# WORK TO COMPLETE:
Here is a listing; work out how many of its lines contain the word "bool", and state only that number.

# DATA:

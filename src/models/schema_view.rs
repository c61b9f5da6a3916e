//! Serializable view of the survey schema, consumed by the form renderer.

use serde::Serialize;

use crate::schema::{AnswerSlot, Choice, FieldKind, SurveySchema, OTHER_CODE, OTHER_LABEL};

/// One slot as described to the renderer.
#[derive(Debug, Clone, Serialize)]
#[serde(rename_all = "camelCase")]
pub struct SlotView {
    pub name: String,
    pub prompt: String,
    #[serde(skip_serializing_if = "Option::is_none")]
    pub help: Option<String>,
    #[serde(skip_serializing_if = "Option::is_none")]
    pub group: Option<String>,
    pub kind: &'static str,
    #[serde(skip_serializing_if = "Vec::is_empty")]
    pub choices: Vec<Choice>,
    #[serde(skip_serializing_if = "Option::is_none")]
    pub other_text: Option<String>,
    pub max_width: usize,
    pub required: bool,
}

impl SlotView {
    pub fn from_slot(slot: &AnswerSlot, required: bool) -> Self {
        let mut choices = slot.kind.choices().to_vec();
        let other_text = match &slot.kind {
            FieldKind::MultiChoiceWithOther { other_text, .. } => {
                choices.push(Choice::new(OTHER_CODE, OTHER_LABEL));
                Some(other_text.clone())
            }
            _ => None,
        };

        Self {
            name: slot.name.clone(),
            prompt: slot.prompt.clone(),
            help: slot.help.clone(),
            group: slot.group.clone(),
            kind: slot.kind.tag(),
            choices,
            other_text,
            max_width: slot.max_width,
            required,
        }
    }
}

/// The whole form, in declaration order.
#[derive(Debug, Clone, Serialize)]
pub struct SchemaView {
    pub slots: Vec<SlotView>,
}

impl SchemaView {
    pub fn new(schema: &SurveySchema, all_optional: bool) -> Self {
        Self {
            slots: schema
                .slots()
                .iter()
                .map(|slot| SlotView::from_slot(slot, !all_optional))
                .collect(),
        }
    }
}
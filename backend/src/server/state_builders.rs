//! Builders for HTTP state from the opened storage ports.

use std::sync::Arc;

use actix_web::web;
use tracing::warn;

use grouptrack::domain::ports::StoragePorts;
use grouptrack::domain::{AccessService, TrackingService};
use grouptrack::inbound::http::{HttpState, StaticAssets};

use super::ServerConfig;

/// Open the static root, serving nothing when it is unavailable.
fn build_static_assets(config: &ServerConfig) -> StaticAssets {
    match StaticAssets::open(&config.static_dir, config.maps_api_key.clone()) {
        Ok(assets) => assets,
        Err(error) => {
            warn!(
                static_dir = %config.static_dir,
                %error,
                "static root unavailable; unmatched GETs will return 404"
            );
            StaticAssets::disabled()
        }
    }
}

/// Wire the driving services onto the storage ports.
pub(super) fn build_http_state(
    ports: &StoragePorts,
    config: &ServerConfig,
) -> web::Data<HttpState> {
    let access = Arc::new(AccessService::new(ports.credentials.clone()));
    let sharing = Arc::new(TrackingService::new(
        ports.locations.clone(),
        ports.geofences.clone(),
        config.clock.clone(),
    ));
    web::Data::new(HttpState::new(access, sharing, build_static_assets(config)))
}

---

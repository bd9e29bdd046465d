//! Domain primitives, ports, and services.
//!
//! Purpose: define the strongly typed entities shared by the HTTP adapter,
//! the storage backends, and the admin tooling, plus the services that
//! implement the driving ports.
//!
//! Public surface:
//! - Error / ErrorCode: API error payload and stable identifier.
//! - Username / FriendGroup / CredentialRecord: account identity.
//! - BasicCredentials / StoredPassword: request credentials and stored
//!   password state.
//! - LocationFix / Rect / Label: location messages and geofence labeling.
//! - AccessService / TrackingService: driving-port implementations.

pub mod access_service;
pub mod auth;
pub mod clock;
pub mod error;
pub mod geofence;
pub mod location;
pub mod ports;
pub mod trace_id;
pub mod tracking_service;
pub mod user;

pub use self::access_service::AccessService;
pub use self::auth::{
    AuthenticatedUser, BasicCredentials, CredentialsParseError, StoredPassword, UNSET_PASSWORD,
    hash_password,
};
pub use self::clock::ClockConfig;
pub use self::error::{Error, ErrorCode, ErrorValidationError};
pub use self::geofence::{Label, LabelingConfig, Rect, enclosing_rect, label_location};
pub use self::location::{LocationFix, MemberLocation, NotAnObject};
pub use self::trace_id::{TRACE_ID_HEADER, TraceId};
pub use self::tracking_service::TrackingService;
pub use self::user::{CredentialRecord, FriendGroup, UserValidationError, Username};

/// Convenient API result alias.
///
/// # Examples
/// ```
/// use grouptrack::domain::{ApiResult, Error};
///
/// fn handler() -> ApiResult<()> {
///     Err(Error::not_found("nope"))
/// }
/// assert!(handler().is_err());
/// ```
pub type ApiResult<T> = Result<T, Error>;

...

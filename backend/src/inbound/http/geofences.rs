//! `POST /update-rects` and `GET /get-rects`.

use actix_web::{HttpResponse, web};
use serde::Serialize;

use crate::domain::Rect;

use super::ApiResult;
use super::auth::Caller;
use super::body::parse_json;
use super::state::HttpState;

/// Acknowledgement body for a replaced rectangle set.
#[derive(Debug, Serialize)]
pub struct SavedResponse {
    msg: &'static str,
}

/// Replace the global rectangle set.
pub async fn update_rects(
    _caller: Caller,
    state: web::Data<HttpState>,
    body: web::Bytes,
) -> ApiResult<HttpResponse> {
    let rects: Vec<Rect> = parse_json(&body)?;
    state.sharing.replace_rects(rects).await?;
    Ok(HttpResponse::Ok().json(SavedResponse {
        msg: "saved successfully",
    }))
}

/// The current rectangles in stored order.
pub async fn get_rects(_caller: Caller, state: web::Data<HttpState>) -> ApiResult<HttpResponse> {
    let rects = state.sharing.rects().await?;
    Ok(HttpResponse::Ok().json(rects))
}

# YOUR SOLUTION:
3